» DATA TO USE:
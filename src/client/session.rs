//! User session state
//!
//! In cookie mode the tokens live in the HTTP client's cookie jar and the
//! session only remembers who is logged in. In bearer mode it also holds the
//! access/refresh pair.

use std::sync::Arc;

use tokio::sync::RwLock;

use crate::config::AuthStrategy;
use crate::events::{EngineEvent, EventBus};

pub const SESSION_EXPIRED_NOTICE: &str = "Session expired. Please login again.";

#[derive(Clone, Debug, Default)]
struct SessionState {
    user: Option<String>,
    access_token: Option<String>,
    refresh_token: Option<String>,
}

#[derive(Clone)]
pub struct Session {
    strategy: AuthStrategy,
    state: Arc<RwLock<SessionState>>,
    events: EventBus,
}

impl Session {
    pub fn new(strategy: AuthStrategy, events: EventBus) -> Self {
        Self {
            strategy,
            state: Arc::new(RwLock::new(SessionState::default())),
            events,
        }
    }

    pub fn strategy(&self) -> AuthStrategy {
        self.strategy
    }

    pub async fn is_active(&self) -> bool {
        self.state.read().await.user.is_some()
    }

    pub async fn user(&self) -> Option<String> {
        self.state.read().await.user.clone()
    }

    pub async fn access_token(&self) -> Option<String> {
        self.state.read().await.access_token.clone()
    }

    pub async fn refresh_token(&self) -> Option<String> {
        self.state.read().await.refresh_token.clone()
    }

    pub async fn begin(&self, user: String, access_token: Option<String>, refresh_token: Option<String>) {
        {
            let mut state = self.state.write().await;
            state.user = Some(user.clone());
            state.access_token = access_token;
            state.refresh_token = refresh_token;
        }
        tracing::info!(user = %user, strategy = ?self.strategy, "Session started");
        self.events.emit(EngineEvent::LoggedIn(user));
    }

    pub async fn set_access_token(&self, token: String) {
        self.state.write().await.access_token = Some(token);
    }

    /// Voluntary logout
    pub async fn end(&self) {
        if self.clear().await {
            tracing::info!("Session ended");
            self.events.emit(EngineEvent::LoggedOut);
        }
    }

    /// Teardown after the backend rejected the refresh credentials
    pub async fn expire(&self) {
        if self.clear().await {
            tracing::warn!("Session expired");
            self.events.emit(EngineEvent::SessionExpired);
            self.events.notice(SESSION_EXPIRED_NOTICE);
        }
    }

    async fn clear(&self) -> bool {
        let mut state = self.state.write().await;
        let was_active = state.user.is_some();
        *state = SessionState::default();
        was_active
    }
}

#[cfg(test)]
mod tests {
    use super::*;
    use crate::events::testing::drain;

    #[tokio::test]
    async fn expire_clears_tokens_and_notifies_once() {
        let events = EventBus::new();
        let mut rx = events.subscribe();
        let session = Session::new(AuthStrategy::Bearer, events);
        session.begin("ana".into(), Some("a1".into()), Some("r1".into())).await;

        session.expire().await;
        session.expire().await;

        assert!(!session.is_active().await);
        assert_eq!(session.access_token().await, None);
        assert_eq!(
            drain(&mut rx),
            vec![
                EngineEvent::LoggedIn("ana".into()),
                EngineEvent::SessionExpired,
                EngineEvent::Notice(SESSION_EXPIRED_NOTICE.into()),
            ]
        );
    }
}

» WORK ITEM: Your answer should consist of the lines of the listing that contain "EngineEvent", copied as they stand.

» ANSWER AREA:
use crate::events::{EngineEvent, EventBus};
        self.events.emit(EngineEvent::LoggedIn(user));
            self.events.emit(EngineEvent::LoggedOut);
            self.events.emit(EngineEvent::SessionExpired);
                EngineEvent::LoggedIn("ana".into()),
                EngineEvent::SessionExpired,
                EngineEvent::Notice(SESSION_EXPIRED_NOTICE.into()),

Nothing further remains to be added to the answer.